- _EXERCISE DIRECTIONS_
Print exactly those lines that run from the beginning of the data to the line bearing "pub struct ConditionsSummary", inclusive.

- _DATA SUPPLIED_
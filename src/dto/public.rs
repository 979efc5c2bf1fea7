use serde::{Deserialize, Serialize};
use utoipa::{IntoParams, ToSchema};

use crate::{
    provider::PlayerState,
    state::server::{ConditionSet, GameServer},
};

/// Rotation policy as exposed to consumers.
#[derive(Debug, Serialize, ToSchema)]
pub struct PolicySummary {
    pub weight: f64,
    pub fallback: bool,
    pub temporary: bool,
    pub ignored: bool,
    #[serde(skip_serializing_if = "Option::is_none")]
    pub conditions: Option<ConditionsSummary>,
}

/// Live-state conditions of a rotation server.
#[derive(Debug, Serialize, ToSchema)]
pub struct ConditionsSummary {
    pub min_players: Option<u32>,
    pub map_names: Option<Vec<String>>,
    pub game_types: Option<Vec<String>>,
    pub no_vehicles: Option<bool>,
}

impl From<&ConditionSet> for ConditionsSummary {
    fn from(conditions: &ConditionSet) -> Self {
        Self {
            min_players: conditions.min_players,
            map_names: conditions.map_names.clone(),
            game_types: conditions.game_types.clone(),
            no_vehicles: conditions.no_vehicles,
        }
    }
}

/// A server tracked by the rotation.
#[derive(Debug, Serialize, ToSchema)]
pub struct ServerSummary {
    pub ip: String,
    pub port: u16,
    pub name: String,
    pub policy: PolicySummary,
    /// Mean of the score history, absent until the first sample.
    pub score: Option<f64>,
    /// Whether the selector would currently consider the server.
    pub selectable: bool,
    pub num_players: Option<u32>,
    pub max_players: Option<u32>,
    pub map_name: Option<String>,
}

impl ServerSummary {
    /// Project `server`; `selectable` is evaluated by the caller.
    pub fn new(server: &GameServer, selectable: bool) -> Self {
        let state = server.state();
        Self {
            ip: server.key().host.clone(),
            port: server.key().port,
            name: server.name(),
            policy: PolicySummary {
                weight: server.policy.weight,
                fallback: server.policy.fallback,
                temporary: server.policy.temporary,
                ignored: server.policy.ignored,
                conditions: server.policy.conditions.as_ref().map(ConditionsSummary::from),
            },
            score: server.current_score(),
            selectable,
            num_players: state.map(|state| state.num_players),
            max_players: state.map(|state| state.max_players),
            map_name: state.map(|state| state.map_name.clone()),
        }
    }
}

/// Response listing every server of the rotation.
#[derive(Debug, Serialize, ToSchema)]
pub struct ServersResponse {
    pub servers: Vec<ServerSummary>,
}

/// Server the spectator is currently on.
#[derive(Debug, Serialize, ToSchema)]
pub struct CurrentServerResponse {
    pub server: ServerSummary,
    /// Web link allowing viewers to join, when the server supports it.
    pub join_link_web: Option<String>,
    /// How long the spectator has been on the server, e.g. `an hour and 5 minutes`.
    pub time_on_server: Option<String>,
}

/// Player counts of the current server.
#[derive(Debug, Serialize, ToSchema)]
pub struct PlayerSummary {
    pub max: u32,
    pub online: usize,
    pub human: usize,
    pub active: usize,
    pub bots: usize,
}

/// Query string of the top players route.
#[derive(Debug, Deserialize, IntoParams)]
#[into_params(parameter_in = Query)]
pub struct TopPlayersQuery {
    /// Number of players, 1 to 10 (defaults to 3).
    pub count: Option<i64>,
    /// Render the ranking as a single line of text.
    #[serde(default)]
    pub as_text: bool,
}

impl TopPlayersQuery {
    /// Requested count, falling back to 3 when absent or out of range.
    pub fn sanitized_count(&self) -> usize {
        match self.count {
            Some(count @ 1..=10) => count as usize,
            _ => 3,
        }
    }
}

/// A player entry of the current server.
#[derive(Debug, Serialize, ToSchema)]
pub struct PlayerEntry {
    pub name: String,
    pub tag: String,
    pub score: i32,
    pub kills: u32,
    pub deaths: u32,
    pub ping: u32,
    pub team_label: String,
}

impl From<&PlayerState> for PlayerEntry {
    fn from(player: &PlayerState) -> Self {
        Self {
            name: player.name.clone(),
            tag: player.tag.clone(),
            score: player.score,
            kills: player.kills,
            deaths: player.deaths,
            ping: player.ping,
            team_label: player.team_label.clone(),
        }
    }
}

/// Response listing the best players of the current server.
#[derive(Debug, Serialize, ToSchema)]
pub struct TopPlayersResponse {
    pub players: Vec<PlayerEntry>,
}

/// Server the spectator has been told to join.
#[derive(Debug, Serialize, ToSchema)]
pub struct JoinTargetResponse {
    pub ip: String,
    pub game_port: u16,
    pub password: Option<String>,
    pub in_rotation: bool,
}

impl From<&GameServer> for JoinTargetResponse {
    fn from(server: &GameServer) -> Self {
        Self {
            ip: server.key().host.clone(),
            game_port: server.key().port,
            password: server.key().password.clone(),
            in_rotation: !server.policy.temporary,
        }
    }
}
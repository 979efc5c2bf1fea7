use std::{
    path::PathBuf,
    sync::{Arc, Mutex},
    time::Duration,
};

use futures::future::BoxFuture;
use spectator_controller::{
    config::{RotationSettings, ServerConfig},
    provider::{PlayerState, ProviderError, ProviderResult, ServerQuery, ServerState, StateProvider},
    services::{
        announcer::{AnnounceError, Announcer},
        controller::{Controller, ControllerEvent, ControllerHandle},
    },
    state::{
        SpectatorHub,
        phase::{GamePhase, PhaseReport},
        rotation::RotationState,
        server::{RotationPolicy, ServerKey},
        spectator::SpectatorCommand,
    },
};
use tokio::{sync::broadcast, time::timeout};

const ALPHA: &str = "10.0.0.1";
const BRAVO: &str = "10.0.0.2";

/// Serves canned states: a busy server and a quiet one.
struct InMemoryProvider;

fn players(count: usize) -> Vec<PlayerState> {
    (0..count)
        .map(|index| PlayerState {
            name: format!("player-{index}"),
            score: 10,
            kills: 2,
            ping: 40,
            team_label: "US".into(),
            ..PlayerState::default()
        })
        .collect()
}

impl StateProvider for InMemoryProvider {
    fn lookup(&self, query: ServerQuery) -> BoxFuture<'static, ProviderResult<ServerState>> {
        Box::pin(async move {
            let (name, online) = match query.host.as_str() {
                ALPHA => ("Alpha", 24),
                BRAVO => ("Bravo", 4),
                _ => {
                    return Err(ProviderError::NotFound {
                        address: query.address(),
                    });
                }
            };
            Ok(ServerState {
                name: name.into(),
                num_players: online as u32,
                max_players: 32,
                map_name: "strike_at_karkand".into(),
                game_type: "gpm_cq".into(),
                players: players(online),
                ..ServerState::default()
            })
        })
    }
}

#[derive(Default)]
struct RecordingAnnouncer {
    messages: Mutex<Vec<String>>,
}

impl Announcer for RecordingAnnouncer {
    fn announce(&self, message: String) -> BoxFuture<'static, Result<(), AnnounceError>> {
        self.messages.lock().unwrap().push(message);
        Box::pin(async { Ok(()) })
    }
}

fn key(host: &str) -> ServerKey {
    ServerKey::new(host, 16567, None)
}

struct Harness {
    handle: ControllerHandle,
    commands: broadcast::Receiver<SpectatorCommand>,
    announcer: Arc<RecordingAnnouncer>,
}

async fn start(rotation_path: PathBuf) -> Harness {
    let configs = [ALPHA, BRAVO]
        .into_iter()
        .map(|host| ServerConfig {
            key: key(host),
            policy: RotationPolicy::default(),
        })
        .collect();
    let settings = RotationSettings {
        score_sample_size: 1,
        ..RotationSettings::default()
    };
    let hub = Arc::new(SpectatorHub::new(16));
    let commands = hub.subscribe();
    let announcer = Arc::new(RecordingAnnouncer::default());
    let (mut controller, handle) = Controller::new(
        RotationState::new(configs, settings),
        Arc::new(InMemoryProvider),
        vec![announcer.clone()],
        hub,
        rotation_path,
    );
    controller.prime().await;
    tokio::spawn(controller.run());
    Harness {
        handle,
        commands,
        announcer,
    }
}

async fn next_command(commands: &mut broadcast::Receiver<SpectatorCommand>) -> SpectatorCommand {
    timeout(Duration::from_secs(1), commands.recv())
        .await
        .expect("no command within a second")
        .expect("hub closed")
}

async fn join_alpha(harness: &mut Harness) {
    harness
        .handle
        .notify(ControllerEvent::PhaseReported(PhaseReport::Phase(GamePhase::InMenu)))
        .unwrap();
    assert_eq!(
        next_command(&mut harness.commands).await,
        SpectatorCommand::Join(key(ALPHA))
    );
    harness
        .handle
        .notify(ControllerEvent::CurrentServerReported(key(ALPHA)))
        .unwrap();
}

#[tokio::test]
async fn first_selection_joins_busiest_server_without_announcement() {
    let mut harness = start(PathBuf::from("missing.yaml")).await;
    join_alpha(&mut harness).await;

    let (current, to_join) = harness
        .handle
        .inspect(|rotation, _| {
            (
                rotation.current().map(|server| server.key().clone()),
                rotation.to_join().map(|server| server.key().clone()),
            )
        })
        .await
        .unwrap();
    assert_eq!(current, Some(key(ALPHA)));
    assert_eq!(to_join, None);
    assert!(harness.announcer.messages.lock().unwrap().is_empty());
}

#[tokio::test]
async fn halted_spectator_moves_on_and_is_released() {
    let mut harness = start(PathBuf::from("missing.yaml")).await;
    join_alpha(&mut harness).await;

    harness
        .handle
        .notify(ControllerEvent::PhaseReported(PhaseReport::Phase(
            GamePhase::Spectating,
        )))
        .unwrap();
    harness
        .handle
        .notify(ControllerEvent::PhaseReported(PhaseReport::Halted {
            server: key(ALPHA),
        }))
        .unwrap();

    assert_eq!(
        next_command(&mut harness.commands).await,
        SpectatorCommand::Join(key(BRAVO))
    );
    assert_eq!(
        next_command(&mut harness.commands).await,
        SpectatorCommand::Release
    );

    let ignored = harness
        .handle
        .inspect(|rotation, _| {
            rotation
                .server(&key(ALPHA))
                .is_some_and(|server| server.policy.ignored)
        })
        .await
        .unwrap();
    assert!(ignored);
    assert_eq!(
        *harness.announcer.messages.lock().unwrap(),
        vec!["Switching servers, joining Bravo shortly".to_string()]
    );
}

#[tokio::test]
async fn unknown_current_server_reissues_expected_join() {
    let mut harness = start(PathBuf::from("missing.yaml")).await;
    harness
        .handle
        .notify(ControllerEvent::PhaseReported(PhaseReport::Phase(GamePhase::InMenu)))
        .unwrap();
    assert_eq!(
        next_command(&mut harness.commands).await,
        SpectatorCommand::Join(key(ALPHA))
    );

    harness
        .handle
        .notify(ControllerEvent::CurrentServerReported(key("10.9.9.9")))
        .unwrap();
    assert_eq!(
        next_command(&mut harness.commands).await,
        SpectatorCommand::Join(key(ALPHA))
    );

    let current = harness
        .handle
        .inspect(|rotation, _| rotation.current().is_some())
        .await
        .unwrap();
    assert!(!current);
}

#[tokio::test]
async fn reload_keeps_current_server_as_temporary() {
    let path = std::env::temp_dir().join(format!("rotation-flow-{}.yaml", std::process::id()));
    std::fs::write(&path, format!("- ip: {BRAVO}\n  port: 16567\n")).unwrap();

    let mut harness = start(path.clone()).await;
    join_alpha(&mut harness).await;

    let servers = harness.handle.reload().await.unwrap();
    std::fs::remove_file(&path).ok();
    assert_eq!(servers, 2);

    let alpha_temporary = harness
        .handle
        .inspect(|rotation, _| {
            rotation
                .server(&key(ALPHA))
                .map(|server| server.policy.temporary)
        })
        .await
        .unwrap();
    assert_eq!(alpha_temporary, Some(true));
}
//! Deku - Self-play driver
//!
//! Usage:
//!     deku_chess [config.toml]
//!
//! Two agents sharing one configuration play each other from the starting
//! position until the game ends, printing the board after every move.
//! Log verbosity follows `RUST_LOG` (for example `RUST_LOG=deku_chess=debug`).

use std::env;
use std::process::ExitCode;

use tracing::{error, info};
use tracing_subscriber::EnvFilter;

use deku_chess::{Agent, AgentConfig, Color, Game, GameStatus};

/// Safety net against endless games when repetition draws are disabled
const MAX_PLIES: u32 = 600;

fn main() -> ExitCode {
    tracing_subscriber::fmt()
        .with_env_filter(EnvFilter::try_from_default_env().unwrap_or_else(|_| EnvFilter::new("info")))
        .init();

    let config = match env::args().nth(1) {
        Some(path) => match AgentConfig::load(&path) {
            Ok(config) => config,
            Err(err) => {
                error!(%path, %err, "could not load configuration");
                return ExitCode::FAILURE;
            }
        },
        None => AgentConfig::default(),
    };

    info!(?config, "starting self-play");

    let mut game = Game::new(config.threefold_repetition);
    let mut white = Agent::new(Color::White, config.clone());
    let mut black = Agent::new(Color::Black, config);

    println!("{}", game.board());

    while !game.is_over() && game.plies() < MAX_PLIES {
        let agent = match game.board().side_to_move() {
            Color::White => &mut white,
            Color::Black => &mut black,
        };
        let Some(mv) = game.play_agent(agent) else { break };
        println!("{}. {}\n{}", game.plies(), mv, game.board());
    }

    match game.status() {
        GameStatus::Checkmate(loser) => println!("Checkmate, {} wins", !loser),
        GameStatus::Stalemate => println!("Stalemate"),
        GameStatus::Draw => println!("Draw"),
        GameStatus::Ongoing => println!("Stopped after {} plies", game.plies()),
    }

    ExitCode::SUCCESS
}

- _YOUR SOLUTION_
filename src/dto/public.rs
repository 979efc5c2bf1fea7
use serde::{Deserialize, Serialize};
use utoipa::{IntoParams, ToSchema};

use crate::{
    provider::PlayerState,
    state::server::{ConditionSet, GameServer},
};

/// Rotation policy as exposed to consumers.
#[derive(Debug, Serialize, ToSchema)]
pub struct PolicySummary {
    pub weight: f64,
    pub fallback: bool,
    pub temporary: bool,
    pub ignored: bool,
    #[serde(skip_serializing_if = "Option::is_none")]
    pub conditions: Option<ConditionsSummary>,
}

/// Live-state conditions of a rotation server.
#[derive(Debug, Serialize, ToSchema)]
pub struct ConditionsSummary {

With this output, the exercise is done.